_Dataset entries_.
»»
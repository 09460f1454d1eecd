use std::path::PathBuf;

use eframe::egui::{self, Color32, RichText, ScrollArea, Ui};

use crate::state::{AppState, View};

// ---------------------------------------------------------------------------
// Left side panel – country and year selectors
// ---------------------------------------------------------------------------

/// Render the selector panel of the line-chart view.
pub fn side_panel(ui: &mut Ui, state: &mut AppState) {
    ui.heading("Select countries:");
    ui.separator();

    let Some((first_year, last_year)) = state.year_domain() else {
        ui.label("No dataset loaded.");
        return;
    };

    // ---- Current selection as removable chips ----
    let mut toggled: Option<String> = None;
    ui.horizontal_wrapped(|ui: &mut Ui| {
        for country in &state.selected {
            let color = state.color_map.color_for(country);
            if ui
                .small_button(RichText::new(format!("✕ {country}")).color(color))
                .clicked()
            {
                toggled = Some(country.clone());
            }
        }
    });
    ui.add_space(4.0);

    ui.add(egui::TextEdit::singleline(&mut state.country_search).hint_text("Search…"));

    // ---- Matching countries (checkboxes) ----
    let candidates: Vec<String> = state
        .matching_countries()
        .into_iter()
        .map(str::to_owned)
        .collect();
    ScrollArea::vertical()
        .max_height(ui.available_height() * 0.6)
        .auto_shrink([false, true])
        .show(ui, |ui: &mut Ui| {
            for country in &candidates {
                let mut checked = state.selected.contains(country);
                if ui.checkbox(&mut checked, country.as_str()).changed() {
                    toggled = Some(country.clone());
                }
            }
        });

    if let Some(country) = toggled {
        state.toggle_country(&country);
    }

    // ---- Year range ----
    ui.separator();
    ui.strong("Select year range:");
    let (mut start, mut end) = state.year_range;
    ui.add(egui::Slider::new(&mut start, first_year..=last_year).text("From"));
    ui.add(egui::Slider::new(&mut end, first_year..=last_year).text("To"));
    if (start, end) != state.year_range {
        state.set_year_range(start, end);
    }

    ui.add_space(12.0);
    ui.vertical_centered(|ui: &mut Ui| {
        if ui.button("Clear Selections").clicked() {
            state.clear_selections();
        }
    });
}

// ---------------------------------------------------------------------------
// Top bar
// ---------------------------------------------------------------------------

/// Render the top menu / toolbar.
pub fn top_bar(ui: &mut Ui, state: &mut AppState) {
    egui::menu::bar(ui, |ui: &mut Ui| {
        ui.menu_button("File", |ui: &mut Ui| {
            if ui.button("Open…").clicked() {
                open_file_dialog(state);
                ui.close_menu();
            }
            ui.separator();
            if ui.button("Export series…").clicked() {
                if let Some(path) = save_file_dialog("Export series", "gdp_series.csv") {
                    let result = state.export_series(&path);
                    report_export(state, "series", result);
                }
                ui.close_menu();
            }
            if ui.button("Export map rows…").clicked() {
                let name = format!("gdp_map_{}.csv", state.map_year);
                if let Some(path) = save_file_dialog("Export map rows", &name) {
                    let result = state.export_map_rows(&path);
                    report_export(state, "map rows", result);
                }
                ui.close_menu();
            }
        });

        ui.separator();

        ui.selectable_value(&mut state.view, View::Series, "GDP per capita Plotter");
        ui.selectable_value(&mut state.view, View::Maps, "Regional Maps");

        ui.separator();

        if let Some(table) = &state.table {
            ui.label(format!(
                "{} countries loaded, {} selected",
                table.num_countries(),
                state.selected.len()
            ));
        }

        if let Some(msg) = &state.status_message {
            ui.label(RichText::new(msg).color(Color32::RED));
        }
    });
}

fn report_export(state: &mut AppState, what: &str, result: anyhow::Result<()>) {
    match result {
        Ok(()) => state.status_message = None,
        Err(e) => {
            log::error!("Failed to export {what}: {e:#}");
            state.status_message = Some(format!("Error: {e:#}"));
        }
    }
}

// ---------------------------------------------------------------------------
// File dialogs
// ---------------------------------------------------------------------------

pub fn open_file_dialog(state: &mut AppState) {
    let file = rfd::FileDialog::new()
        .set_title("Open GDP per capita data")
        .add_filter("Supported files", &["csv", "parquet", "pq"])
        .add_filter("World Bank CSV", &["csv"])
        .add_filter("Parquet", &["parquet", "pq"])
        .pick_file();

    if let Some(path) = file {
        match gdp_explorer::data::load(&path) {
            Ok(table) => state.set_table(table),
            Err(e) => {
                log::error!("Failed to load file: {e}");
                state.status_message = Some(format!("Error: {e}"));
            }
        }
    }
}

fn save_file_dialog(title: &str, file_name: &str) -> Option<PathBuf> {
    rfd::FileDialog::new()
        .set_title(title)
        .set_file_name(file_name)
        .add_filter("CSV", &["csv"])
        .add_filter("JSON", &["json"])
        .save_file()
}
««
_About this task_. Reproduce every record above exactly as it appears.

_Written answer_.
repository 09460f1454d1eecd
use std::path::PathBuf;

use eframe::egui::{self, Color32, RichText, ScrollArea, Ui};

use crate::state::{AppState, View};

// ---------------------------------------------------------------------------
// Left side panel – country and year selectors
// ---------------------------------------------------------------------------

/// Render the selector panel of the line-chart view.
pub fn side_panel(ui: &mut Ui, state: &mut AppState) {
    ui.heading("Select countries:");
    ui.separator();

    let Some((first_year, last_year)) = state.year_domain() else {
        ui.label("No dataset loaded.");
        return;
    };

    // ---- Current selection as removable chips ----
    let mut toggled: Option<String> = None;
    ui.horizontal_wrapped(|ui: &mut Ui| {
        for country in &state.selected {
            let color = state.color_map.color_for(country);
            if ui
                .small_button(RichText::new(format!("✕ {country}")).color(color))
                .clicked()
            {
                toggled = Some(country.clone());
            }
        }
    });
    ui.add_space(4.0);

    ui.add(egui::TextEdit::singleline(&mut state.country_search).hint_text("Search…"));

    // ---- Matching countries (checkboxes) ----
    let candidates: Vec<String> = state
        .matching_countries()
        .into_iter()
        .map(str::to_owned)
        .collect();
    ScrollArea::vertical()
        .max_height(ui.available_height() * 0.6)
        .auto_shrink([false, true])
        .show(ui, |ui: &mut Ui| {
            for country in &candidates {
                let mut checked = state.selected.contains(country);
                if ui.checkbox(&mut checked, country.as_str()).changed() {
                    toggled = Some(country.clone());
                }
            }
        });

    if let Some(country) = toggled {
        state.toggle_country(&country);
    }

    // ---- Year range ----
    ui.separator();
    ui.strong("Select year range:");
    let (mut start, mut end) = state.year_range;
    ui.add(egui::Slider::new(&mut start, first_year..=last_year).text("From"));
    ui.add(egui::Slider::new(&mut end, first_year..=last_year).text("To"));
    if (start, end) != state.year_range {
        state.set_year_range(start, end);
    }

    ui.add_space(12.0);
    ui.vertical_centered(|ui: &mut Ui| {
        if ui.button("Clear Selections").clicked() {
            state.clear_selections();
        }
    });
}

// ---------------------------------------------------------------------------
// Top bar
// ---------------------------------------------------------------------------

/// Render the top menu / toolbar.
pub fn top_bar(ui: &mut Ui, state: &mut AppState) {
    egui::menu::bar(ui, |ui: &mut Ui| {
        ui.menu_button("File", |ui: &mut Ui| {
            if ui.button("Open…").clicked() {
                open_file_dialog(state);
                ui.close_menu();
            }
            ui.separator();
            if ui.button("Export series…").clicked() {
                if let Some(path) = save_file_dialog("Export series", "gdp_series.csv") {
                    let result = state.export_series(&path);
                    report_export(state, "series", result);
                }
                ui.close_menu();
            }
            if ui.button("Export map rows…").clicked() {
                let name = format!("gdp_map_{}.csv", state.map_year);
                if let Some(path) = save_file_dialog("Export map rows", &name) {
                    let result = state.export_map_rows(&path);
                    report_export(state, "map rows", result);
                }
                ui.close_menu();
            }
        });

        ui.separator();

        ui.selectable_value(&mut state.view, View::Series, "GDP per capita Plotter");
        ui.selectable_value(&mut state.view, View::Maps, "Regional Maps");

        ui.separator();

        if let Some(table) = &state.table {
            ui.label(format!(
                "{} countries loaded, {} selected",
                table.num_countries(),
                state.selected.len()
            ));
        }

        if let Some(msg) = &state.status_message {
            ui.label(RichText::new(msg).color(Color32::RED));
        }
    });
}

fn report_export(state: &mut AppState, what: &str, result: anyhow::Result<()>) {
    match result {
        Ok(()) => state.status_message = None,
        Err(e) => {
            log::error!("Failed to export {what}: {e:#}");
            state.status_message = Some(format!("Error: {e:#}"));
        }
    }
}

// ---------------------------------------------------------------------------
// File dialogs
// ---------------------------------------------------------------------------

pub fn open_file_dialog(state: &mut AppState) {
    let file = rfd::FileDialog::new()
        .set_title("Open GDP per capita data")
        .add_filter("Supported files", &["csv", "parquet", "pq"])
        .add_filter("World Bank CSV", &["csv"])
        .add_filter("Parquet", &["parquet", "pq"])
        .pick_file();

    if let Some(path) = file {
        match gdp_explorer::data::load(&path) {
            Ok(table) => state.set_table(table),
            Err(e) => {
                log::error!("Failed to load file: {e}");
                state.status_message = Some(format!("Error: {e}"));
            }
        }
    }
}

fn save_file_dialog(title: &str, file_name: &str) -> Option<PathBuf> {
    rfd::FileDialog::new()
        .set_title(title)
        .set_file_name(file_name)
        .add_filter("CSV", &["csv"])
        .add_filter("JSON", &["json"])
        .save_file()
}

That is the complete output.